───── Records for the exercise ─────

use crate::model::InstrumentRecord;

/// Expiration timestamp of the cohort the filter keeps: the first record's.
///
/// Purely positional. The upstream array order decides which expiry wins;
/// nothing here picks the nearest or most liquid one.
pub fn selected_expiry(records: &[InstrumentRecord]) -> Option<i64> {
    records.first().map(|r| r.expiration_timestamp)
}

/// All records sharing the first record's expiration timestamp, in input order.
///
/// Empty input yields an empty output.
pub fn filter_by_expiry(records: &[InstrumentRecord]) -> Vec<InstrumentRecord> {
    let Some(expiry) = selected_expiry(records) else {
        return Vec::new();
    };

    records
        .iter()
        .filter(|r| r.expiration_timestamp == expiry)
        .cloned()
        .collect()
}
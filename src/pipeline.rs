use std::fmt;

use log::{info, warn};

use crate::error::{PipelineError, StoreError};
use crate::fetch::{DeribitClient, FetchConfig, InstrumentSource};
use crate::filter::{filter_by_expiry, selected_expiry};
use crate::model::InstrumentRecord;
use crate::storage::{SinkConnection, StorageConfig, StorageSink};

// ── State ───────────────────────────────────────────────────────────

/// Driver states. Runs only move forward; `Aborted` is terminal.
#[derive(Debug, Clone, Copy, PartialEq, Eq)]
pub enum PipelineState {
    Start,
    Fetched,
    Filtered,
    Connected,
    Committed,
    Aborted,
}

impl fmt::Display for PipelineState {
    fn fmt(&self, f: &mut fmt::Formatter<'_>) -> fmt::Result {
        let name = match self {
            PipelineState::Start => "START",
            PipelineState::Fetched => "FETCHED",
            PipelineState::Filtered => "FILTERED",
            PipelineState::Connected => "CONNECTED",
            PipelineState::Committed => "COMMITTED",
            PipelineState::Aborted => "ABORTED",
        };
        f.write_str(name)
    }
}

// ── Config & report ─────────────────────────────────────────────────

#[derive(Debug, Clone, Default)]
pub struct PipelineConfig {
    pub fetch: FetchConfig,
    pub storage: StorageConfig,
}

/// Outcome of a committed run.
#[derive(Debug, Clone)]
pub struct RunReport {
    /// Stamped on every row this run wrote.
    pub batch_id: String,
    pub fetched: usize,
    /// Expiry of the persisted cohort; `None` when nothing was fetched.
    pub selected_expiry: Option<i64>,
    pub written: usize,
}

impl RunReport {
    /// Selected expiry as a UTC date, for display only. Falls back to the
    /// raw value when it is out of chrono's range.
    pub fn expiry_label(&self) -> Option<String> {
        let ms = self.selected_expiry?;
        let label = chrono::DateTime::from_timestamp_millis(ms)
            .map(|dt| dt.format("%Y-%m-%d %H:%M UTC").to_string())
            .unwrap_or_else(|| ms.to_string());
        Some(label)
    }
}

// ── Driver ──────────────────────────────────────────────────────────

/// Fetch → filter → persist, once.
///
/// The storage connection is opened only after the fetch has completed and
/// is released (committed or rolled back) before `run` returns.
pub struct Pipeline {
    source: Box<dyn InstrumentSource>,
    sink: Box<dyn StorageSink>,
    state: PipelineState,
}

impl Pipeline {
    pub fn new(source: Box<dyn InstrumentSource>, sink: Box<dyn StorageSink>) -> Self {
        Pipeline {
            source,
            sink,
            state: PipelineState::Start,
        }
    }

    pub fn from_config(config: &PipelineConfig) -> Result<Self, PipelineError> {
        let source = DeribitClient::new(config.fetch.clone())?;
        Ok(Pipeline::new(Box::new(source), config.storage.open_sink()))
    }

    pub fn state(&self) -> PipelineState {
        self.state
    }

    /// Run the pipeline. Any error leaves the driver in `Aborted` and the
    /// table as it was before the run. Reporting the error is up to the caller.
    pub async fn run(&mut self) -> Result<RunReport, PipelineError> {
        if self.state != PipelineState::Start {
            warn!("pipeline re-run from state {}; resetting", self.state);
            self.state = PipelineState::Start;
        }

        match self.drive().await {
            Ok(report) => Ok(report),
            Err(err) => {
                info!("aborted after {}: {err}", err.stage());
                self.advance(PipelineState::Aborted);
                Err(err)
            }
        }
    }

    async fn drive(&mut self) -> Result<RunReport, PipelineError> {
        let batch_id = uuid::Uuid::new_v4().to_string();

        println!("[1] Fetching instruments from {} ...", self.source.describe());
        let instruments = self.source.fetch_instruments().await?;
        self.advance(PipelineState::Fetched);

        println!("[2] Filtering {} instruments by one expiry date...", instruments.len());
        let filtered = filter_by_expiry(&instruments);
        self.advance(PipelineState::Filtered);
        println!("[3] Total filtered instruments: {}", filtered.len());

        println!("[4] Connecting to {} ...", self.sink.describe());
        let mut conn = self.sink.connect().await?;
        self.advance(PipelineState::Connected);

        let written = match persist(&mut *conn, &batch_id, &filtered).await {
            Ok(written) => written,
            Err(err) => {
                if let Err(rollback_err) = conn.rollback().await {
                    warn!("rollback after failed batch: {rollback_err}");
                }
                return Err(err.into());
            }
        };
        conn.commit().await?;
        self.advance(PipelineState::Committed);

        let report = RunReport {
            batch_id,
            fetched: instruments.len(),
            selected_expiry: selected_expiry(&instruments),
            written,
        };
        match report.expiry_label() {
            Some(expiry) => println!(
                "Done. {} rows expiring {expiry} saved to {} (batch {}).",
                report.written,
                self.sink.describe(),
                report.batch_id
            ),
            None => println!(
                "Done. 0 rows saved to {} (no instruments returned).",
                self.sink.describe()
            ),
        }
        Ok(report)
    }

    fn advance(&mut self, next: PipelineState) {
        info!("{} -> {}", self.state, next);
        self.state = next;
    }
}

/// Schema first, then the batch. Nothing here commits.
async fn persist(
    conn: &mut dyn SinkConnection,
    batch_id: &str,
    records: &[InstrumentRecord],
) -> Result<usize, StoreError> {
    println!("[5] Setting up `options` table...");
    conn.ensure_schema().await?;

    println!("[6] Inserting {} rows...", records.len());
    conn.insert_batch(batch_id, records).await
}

─────
───── Records for the exercise ─────

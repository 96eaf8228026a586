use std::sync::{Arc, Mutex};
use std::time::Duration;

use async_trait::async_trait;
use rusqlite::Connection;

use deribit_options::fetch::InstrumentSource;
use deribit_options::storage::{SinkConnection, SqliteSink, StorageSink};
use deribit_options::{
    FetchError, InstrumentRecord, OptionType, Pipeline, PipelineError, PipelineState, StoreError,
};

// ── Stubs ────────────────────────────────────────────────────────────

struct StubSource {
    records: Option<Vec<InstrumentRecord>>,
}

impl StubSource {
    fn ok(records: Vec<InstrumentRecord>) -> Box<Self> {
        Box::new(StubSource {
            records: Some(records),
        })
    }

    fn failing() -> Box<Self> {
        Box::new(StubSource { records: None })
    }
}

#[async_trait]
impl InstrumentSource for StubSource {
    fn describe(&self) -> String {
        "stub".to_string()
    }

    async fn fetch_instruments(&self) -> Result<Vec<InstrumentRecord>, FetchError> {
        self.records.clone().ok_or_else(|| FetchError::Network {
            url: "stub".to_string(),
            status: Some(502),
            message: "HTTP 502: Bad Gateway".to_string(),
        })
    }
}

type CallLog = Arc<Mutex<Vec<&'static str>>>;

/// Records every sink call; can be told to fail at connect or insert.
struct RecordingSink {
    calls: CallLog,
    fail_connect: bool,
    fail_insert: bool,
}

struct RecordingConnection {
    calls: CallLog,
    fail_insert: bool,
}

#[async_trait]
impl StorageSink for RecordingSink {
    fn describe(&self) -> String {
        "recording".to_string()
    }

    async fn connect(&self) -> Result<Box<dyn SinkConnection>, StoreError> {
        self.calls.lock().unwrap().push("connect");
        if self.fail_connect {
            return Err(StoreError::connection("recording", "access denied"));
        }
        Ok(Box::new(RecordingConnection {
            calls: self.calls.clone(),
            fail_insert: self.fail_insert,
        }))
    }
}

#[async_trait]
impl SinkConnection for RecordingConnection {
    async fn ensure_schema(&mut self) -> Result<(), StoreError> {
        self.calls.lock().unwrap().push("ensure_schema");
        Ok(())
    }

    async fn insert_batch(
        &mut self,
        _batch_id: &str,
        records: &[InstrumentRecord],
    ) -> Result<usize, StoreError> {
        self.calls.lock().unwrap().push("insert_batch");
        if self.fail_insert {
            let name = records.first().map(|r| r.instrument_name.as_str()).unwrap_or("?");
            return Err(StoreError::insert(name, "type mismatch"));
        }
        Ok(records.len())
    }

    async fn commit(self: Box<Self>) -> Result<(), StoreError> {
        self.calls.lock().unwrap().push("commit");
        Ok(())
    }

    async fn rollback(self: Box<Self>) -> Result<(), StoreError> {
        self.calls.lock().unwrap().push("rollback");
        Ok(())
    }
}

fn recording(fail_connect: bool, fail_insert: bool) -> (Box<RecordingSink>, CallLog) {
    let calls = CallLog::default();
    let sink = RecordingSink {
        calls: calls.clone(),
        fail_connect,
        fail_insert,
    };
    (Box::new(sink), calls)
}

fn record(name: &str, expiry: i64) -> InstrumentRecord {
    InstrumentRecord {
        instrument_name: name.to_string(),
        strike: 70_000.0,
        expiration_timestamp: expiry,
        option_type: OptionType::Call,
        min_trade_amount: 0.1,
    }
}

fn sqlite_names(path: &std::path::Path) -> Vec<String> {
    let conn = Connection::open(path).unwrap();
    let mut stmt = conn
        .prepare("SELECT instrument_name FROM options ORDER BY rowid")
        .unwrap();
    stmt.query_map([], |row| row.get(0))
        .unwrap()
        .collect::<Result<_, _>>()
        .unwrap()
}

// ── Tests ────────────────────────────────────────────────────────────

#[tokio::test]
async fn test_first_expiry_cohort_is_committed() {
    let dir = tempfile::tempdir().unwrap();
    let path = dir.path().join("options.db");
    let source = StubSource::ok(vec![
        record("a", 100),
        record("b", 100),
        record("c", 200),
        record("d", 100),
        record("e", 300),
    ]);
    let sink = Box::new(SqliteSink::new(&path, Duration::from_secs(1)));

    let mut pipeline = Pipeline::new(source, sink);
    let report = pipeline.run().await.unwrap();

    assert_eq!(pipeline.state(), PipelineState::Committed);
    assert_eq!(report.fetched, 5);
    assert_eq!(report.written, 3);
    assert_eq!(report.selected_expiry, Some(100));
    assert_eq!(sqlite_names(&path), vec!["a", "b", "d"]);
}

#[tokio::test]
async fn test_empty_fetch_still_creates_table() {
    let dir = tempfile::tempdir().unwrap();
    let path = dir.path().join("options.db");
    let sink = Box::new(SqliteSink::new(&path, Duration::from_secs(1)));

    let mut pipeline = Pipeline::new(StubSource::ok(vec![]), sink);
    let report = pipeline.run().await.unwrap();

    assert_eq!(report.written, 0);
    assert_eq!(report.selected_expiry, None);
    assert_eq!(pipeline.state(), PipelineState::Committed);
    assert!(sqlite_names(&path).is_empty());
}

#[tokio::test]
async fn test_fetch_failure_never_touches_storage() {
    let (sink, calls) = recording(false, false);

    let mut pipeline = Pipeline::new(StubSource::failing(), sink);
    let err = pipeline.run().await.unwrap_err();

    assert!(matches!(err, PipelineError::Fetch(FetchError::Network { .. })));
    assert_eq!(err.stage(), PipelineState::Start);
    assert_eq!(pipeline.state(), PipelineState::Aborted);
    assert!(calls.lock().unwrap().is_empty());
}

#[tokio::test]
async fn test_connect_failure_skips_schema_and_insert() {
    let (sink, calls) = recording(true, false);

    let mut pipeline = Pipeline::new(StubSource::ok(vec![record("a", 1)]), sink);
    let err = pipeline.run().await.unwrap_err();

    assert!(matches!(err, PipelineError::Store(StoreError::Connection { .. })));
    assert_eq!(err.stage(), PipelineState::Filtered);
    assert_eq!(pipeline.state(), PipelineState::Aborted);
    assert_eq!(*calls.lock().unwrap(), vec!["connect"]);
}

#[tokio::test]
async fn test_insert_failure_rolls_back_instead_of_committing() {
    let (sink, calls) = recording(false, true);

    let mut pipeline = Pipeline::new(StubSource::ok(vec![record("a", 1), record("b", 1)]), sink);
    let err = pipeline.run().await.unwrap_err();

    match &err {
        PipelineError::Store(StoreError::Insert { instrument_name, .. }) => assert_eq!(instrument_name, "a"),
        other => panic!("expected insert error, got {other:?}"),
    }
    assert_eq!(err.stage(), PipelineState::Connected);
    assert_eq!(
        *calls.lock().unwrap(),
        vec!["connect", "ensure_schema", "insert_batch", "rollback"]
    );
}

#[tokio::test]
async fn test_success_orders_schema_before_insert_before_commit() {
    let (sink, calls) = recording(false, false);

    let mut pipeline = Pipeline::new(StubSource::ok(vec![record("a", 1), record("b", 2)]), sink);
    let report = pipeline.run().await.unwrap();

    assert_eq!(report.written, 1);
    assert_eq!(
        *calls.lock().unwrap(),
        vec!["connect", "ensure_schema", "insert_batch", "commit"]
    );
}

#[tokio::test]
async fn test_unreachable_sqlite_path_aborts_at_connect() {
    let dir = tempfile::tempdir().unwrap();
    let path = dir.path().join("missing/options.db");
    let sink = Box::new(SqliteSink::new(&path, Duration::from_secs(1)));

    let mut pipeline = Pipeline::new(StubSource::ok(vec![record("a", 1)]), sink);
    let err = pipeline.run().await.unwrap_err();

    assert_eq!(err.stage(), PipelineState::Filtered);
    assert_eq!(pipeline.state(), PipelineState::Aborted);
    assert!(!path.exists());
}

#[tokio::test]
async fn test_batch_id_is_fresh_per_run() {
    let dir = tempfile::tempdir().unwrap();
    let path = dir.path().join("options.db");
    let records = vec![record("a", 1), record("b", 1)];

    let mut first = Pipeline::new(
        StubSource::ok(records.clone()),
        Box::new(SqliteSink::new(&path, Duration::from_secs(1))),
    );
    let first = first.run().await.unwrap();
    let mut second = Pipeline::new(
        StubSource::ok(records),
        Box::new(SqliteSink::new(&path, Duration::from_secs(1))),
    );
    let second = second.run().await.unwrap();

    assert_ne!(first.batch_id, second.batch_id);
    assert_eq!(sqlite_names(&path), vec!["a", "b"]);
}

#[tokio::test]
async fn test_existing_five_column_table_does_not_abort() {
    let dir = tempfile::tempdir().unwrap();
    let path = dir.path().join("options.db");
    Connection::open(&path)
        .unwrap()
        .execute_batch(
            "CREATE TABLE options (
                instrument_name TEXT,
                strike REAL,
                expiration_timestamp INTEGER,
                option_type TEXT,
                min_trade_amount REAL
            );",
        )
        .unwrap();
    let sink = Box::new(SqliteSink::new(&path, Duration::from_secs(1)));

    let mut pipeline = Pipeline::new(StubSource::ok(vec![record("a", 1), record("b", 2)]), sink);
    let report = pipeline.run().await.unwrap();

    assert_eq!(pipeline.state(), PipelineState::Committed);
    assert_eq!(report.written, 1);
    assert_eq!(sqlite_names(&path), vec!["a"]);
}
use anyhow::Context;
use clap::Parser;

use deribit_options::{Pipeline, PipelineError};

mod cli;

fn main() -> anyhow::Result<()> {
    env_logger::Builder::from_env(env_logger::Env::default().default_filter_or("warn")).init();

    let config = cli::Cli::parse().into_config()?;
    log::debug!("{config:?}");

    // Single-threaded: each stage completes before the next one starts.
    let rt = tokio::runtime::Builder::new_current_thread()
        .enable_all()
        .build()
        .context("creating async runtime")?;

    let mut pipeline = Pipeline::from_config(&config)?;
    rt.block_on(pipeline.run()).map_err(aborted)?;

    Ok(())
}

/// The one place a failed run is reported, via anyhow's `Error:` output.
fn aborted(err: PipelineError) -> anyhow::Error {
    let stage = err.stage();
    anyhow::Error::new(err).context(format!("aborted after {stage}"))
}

─────

Exercise directions
Show all lines in the entries above where the string "DeribitClient" appears.

The completed task
use crate::fetch::{DeribitClient, FetchConfig, InstrumentSource};
        let source = DeribitClient::new(config.fetch.clone())?;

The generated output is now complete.